## Records
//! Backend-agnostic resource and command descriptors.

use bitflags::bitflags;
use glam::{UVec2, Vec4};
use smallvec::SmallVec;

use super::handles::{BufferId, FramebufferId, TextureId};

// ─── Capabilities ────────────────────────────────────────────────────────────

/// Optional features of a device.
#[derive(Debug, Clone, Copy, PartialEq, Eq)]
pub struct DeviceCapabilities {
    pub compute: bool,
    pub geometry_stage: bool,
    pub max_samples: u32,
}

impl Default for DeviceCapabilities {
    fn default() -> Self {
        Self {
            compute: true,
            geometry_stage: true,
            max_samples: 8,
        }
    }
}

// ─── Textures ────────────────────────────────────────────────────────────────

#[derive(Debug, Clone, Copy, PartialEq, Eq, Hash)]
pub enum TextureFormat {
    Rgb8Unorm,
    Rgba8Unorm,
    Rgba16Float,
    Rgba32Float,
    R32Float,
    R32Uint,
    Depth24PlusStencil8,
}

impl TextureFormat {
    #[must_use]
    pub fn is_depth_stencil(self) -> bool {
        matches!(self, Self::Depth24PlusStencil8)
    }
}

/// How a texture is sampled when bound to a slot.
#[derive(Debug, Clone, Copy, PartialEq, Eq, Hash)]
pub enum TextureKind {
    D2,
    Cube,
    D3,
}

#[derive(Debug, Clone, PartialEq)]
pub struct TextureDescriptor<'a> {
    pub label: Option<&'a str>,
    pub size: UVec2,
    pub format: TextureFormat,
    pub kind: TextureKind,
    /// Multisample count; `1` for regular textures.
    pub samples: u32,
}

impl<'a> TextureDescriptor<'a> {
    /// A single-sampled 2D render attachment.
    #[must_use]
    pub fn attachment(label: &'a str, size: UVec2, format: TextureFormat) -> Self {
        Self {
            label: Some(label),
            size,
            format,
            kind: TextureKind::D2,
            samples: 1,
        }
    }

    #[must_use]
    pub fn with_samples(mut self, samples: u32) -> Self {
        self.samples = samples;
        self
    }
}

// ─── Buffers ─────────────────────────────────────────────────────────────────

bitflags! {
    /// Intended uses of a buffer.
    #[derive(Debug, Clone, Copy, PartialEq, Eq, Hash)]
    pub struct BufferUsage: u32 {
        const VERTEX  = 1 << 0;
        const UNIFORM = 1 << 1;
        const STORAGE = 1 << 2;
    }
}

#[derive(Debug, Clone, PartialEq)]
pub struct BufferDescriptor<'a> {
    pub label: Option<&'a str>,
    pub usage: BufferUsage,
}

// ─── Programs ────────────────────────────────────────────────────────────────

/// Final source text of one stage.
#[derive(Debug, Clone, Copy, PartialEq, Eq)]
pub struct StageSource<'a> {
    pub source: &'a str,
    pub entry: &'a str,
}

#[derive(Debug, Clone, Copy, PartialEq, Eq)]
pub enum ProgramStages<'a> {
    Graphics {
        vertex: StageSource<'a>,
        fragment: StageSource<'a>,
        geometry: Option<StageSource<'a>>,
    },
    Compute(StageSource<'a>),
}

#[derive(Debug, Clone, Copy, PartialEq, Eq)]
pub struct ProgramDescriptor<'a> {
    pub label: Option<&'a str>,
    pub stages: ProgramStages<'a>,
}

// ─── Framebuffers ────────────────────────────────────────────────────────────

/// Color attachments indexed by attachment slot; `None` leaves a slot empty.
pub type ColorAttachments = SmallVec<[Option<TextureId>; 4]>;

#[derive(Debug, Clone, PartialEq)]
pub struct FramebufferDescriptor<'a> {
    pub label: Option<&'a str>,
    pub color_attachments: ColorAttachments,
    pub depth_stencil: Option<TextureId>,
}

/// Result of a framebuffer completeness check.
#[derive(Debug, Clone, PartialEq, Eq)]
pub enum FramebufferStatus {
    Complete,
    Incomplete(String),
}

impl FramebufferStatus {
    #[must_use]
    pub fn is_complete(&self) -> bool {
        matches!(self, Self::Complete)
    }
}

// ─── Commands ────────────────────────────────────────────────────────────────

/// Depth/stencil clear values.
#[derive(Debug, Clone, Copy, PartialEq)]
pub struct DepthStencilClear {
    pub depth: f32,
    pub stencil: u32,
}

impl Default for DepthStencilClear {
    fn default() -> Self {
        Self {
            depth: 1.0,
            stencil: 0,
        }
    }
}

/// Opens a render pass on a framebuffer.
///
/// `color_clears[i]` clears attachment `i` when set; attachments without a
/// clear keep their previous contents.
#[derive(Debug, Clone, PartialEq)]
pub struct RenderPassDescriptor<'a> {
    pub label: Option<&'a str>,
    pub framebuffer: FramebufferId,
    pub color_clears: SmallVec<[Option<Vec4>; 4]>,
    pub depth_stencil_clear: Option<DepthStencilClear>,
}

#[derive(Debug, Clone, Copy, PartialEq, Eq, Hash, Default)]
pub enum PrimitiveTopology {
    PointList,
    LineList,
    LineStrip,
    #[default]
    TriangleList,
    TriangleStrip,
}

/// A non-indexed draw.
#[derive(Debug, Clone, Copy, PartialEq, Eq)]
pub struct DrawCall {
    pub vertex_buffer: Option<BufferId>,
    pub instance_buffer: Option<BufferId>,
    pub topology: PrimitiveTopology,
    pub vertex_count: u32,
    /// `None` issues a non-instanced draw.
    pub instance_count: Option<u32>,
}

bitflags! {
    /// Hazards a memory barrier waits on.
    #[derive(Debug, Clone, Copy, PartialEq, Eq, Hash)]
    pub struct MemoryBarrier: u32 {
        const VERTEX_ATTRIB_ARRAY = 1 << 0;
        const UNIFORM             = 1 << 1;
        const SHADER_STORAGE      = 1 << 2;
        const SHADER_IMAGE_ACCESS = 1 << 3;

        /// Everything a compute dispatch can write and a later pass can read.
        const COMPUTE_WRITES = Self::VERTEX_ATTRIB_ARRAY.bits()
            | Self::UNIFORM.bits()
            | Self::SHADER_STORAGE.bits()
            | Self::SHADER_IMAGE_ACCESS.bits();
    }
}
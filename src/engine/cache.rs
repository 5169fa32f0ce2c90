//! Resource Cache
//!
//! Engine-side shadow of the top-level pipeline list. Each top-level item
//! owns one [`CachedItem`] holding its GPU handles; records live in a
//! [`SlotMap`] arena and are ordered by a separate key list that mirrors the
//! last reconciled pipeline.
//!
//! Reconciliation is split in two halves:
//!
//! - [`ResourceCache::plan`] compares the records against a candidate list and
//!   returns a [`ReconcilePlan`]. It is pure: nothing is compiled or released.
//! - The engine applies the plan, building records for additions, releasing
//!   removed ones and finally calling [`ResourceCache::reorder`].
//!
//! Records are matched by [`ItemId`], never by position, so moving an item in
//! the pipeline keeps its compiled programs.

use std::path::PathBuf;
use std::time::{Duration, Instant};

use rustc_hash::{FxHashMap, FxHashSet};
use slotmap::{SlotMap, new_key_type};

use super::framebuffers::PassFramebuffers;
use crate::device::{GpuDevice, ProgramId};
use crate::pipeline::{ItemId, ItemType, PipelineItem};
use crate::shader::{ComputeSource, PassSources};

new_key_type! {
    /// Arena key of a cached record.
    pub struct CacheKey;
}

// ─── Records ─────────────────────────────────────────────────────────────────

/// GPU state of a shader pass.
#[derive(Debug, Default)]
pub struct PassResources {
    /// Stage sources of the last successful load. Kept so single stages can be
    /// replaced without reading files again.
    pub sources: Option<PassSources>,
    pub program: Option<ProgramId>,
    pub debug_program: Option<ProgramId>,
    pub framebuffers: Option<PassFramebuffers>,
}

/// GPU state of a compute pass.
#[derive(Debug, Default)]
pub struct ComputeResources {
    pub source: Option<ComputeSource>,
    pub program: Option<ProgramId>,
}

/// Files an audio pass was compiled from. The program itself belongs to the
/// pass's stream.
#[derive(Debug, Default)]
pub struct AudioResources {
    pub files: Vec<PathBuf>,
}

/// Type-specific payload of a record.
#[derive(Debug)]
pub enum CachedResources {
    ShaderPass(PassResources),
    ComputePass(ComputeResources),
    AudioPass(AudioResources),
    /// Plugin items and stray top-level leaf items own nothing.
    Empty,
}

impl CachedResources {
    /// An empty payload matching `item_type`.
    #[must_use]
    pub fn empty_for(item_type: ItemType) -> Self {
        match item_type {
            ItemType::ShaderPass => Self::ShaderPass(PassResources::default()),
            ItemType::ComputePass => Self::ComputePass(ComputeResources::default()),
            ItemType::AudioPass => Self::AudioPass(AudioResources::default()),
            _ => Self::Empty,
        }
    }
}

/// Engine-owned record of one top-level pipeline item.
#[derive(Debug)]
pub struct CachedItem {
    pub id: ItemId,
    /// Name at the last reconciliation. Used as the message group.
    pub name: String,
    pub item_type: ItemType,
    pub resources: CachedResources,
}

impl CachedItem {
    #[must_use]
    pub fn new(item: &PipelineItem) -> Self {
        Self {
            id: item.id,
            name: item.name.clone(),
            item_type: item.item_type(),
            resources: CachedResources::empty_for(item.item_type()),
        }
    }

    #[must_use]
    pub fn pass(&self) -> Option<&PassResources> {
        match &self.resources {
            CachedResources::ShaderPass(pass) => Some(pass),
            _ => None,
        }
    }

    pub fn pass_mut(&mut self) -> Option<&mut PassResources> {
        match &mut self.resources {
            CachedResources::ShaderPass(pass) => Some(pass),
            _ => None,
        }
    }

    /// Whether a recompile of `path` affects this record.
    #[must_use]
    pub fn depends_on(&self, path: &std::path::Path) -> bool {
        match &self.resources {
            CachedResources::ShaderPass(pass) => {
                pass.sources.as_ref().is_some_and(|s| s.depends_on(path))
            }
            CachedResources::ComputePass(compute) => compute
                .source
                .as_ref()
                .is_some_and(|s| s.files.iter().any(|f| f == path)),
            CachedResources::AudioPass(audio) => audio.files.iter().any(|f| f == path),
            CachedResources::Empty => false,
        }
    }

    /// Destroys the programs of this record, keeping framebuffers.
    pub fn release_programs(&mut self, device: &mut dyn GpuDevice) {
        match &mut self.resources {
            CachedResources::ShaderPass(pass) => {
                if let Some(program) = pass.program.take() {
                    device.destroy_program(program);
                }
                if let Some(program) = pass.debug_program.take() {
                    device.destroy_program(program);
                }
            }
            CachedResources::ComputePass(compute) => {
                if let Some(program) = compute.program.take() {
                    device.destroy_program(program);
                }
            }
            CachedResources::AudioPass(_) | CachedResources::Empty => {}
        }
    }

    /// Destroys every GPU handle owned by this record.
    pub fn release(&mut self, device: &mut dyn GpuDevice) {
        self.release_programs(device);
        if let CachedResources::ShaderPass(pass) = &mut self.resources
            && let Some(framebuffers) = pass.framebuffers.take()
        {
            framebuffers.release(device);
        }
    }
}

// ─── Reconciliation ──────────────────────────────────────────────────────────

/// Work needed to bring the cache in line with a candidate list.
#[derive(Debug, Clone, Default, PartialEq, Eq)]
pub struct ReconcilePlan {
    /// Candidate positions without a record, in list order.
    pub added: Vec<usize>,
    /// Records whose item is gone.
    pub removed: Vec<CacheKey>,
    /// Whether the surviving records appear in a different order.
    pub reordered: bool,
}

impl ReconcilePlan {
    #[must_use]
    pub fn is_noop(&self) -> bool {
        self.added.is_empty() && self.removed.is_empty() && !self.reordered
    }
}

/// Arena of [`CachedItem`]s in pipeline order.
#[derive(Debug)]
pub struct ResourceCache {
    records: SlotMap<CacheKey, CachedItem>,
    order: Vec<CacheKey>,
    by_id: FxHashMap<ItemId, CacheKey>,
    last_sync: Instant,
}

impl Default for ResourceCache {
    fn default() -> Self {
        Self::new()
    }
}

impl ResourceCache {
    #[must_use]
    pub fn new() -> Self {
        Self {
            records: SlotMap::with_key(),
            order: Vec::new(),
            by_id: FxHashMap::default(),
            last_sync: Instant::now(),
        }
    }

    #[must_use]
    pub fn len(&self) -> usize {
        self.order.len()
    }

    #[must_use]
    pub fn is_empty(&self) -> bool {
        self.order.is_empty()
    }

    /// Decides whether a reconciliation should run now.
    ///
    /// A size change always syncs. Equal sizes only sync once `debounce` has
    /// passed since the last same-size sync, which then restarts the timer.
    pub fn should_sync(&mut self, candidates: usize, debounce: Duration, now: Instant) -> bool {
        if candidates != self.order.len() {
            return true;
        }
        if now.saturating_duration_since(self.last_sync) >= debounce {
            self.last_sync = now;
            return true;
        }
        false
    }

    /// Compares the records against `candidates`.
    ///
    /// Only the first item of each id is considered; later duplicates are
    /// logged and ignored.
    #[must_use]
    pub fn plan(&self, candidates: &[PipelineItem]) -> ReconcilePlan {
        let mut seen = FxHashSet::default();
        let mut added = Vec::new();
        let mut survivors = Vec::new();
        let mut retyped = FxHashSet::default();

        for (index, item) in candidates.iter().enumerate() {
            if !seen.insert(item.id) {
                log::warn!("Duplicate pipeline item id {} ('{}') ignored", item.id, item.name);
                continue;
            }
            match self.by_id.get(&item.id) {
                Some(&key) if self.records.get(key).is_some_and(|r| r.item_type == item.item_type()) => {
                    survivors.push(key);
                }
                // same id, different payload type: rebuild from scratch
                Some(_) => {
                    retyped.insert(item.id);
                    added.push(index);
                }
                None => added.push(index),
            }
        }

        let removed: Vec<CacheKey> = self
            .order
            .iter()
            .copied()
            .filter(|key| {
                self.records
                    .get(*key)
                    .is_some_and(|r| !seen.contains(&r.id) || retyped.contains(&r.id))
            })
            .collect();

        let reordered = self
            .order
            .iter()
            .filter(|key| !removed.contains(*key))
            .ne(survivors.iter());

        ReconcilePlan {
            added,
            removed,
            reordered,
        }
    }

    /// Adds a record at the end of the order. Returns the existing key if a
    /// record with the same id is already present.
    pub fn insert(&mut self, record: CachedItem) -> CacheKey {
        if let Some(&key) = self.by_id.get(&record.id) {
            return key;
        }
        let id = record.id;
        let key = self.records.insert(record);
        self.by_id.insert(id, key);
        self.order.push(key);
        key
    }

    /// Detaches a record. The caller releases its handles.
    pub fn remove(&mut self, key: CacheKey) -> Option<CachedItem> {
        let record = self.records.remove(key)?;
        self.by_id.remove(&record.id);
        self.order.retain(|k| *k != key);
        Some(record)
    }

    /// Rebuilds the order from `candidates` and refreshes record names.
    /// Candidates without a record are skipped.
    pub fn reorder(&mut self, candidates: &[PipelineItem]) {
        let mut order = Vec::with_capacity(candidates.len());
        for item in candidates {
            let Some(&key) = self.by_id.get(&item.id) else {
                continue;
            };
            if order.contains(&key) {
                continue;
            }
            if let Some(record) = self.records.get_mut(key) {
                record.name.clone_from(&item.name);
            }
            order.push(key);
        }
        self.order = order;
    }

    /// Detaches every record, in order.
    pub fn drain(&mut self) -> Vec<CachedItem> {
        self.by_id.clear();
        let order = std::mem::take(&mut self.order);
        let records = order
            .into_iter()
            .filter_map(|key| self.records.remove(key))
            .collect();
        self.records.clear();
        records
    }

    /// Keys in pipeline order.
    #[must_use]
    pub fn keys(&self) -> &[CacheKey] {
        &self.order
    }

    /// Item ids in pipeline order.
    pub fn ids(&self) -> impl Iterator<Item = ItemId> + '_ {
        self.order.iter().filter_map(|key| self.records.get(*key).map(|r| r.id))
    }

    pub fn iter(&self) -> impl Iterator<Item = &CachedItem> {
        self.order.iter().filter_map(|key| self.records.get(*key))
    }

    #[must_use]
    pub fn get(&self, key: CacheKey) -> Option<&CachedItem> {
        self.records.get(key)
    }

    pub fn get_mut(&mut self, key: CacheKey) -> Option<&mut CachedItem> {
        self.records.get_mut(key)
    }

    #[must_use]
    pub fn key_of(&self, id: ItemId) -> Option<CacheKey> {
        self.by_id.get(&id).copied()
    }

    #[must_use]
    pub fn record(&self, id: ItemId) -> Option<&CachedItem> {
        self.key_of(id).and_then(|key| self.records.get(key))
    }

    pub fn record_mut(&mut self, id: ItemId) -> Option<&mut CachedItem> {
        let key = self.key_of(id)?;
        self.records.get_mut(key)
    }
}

## Work required
From the listing above, collect each line in which the string "ignored" appears.

## Result for this exercise
    /// logged and ignored.
                log::warn!("Duplicate pipeline item id {} ('{}') ignored", item.id, item.name);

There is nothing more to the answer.